4. Been treated with appropriate maximal medical therapy for heart failure or
post-infarction left ventricular dysfunction. For beta-blockade, the patient must
have been on a stable dose of a clinically appropriate beta-blocker for 3 months.
For angiotensin-converting enzyme inhibition, the patient must have been on a
stable dose of a clinically appropriate agent for 1 month.
5. Be a candidate for cardiac catheterization within 5 to 10 weeks of screening as
determined by doctors.
6. Have an ejection fraction of less than or equal to 50% by gated blood pool scan,
two-dimensional echocardiogram, CT, or left ventriculogram within the prior six
months and not in the setting of a recent ischemic event.
Exclusion Criteria:
- In order to participate in this study, a patient MUST NOT:
1. Have a baseline glomerular filtration rate ≤ 35 ml/min/1.73m2.
2. Have a known, serious radiographic contrast allergy.
3. Have a Mechanical aortic valve or heart constrictive device.
4. Have a documented presence of aortic stenosis (aortic stenosis graded as 1.5cm2
or less).
5. Have a documented presence of moderate to severe aortic insufficiency
(echocardiographic assessment of aortic insufficiency graded as ≥+2).
6. Require coronary artery revascularization. Patients who require or undergo
revascularization procedures should undergo these procedures a minimum of 3
months in advance of treatment in this study. In addition, patients who develop a
need for revascularization following enrollment will be submitted for this
therapy without delay.
7. Have evidence of a life-threatening arrhythmia in the absence of a defibrillator
(non-sustained ventricular tachycardia ≥ 20 consecutive beats or complete second
or third degree heart block in the absence of a functioning pacemaker) or
Corrected for heart rate (QTc) interval > 550 ms on screening ECG
8. Automatic Implantable Cardioverter Defibrillator (AICD) firing in the past 60
days prior to enrollment.
9. Have a hematologic abnormality as evidenced by hematocrit < 25%, white blood cell
< 2,500/µl or platelet values < 100,000/µl without another explanation.
10. Have liver dysfunction, as evidenced by enzymes (AST and ALT) greater than three
times the upper limit of normal (ULN).
11. Have a coagulopathy = (INR > 1.3) not due to a reversible cause (i.e., Coumadin).
Patients on Coumadin will be withdrawn 5 days before the procedure and confirmed
to have an INR < 1.3. Patients who cannot be withdrawn from Coumadin will be
excluded from enrollment
12. Have known allergies to penicillin or streptomycin.
13. Hypersensitivity to Dimethyl Sulfoxide (DMSO).
14. Be an organ transplant recipient.
15. Have a history of organ or cell transplant rejection
16. Have a clinical history of malignancy within 5 years (i.e., patients with prior
malignancy must be disease free for 5 years), except curatively-treated basal
cell carcinoma, squamous cell carcinoma, melanoma in situ or cervical carcinoma.
17. Have a non-cardiac condition that limits lifespan to < 1 year.

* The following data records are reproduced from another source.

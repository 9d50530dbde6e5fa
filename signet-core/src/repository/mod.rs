pub mod user;

pub use user::{CreateOutcome, IdentityStore, PgIdentityStore};
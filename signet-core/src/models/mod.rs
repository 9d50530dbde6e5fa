pub mod user;

pub use user::{Claim, NewUser, User, CLAIM_TYPE_NAME};
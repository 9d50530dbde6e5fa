// HTTP error handling

use axum::{
    http::StatusCode,
    response::{IntoResponse, Response},
    Json,
};
use serde::{Deserialize, Serialize};
use std::fmt;

/// Result type for HTTP handlers
pub type AppResult<T> = Result<T, AppError>;

/// Application error with HTTP status code
#[derive(Debug)]
pub struct AppError {
    pub status: StatusCode,
    pub message: String,
}

impl AppError {
    pub fn new(status: StatusCode, message: impl Into<String>) -> Self {
        Self {
            status,
            message: message.into(),
        }
    }

    pub fn bad_request(message: impl Into<String>) -> Self {
        Self::new(StatusCode::BAD_REQUEST, message)
    }

    pub fn unauthorized(message: impl Into<String>) -> Self {
        Self::new(StatusCode::UNAUTHORIZED, message)
    }

    pub fn not_found(message: impl Into<String>) -> Self {
        Self::new(StatusCode::NOT_FOUND, message)
    }

    pub fn conflict(message: impl Into<String>) -> Self {
        Self::new(StatusCode::CONFLICT, message)
    }

    pub fn internal_server_error(message: impl Into<String>) -> Self {
        Self::new(StatusCode::INTERNAL_SERVER_ERROR, message)
    }
}

impl fmt::Display for AppError {
    fn fmt(&self, f: &mut fmt::Formatter<'_>) -> fmt::Result {
        write!(f, "{}: {}", self.status, self.message)
    }
}

impl std::error::Error for AppError {}

/// Error response JSON structure
#[derive(Debug, Serialize, Deserialize)]
struct ErrorResponse {
    error: String,
    status: u16,
}

impl IntoResponse for AppError {
    fn into_response(self) -> Response {
        let status = self.status;
        let body = Json(ErrorResponse {
            error: self.message,
            status: status.as_u16(),
        });

        (status, body).into_response()
    }
}

/// Convert signet_core errors to HTTP errors
impl From<signet_core::Error> for AppError {
    fn from(err: signet_core::Error) -> Self {
        use signet_core::Error;

        match err {
            Error::NotFound(msg) => Self::not_found(msg),
            Error::AlreadyExists(msg) => Self::conflict(msg),
            Error::InvalidInput(msg) => Self::bad_request(msg),
            Error::Database(e) => {
                tracing::error!("Database error: {}", e);
                Self::internal_server_error("Database error")
            }
            Error::Serialization(e) => {
                tracing::error!("Serialization error: {}", e);
                Self::internal_server_error("Data processing error")
            }
            // Bootstrap-phase errors never reach request handling under
            // the startup ordering contract
            other => {
                tracing::error!("Internal error: {}", other);
                Self::internal_server_error("Internal server error")
            }
        }
    }
}

#[cfg(test)]
mod tests {
    use super::*;

    #[test]
    fn test_core_error_mapping() {
        let err: AppError = signet_core::Error::NotFound("user".to_string()).into();
        assert_eq!(err.status, StatusCode::NOT_FOUND);

        let err: AppError = signet_core::Error::AlreadyExists("claim".to_string()).into();
        assert_eq!(err.status, StatusCode::CONFLICT);

        let err: AppError = signet_core::Error::Internal("boom".to_string()).into();
        assert_eq!(err.status, StatusCode::INTERNAL_SERVER_ERROR);
        // Internal detail is not leaked into the message
        assert_eq!(err.message, "Internal server error");
    }
}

18. Have a history of drug or alcohol abuse within the past 24 months.
19. Be on chronic therapy with immunosuppressant medication, such as corticosteroids
or TNFα antagonists.
20. Be serum positive for HIV, hepatitis BsAg or viremic hepatitis C.
21. Be currently participating (or participated within the previous 30 days) in an
investigational therapeutic or device trial.
22. Be a female who is pregnant, nursing, or of childbearing potential while not
practicing effective contraceptive methods. Female patients must undergo a blood
or urine pregnancy test at screening and within 36 hours prior to injection.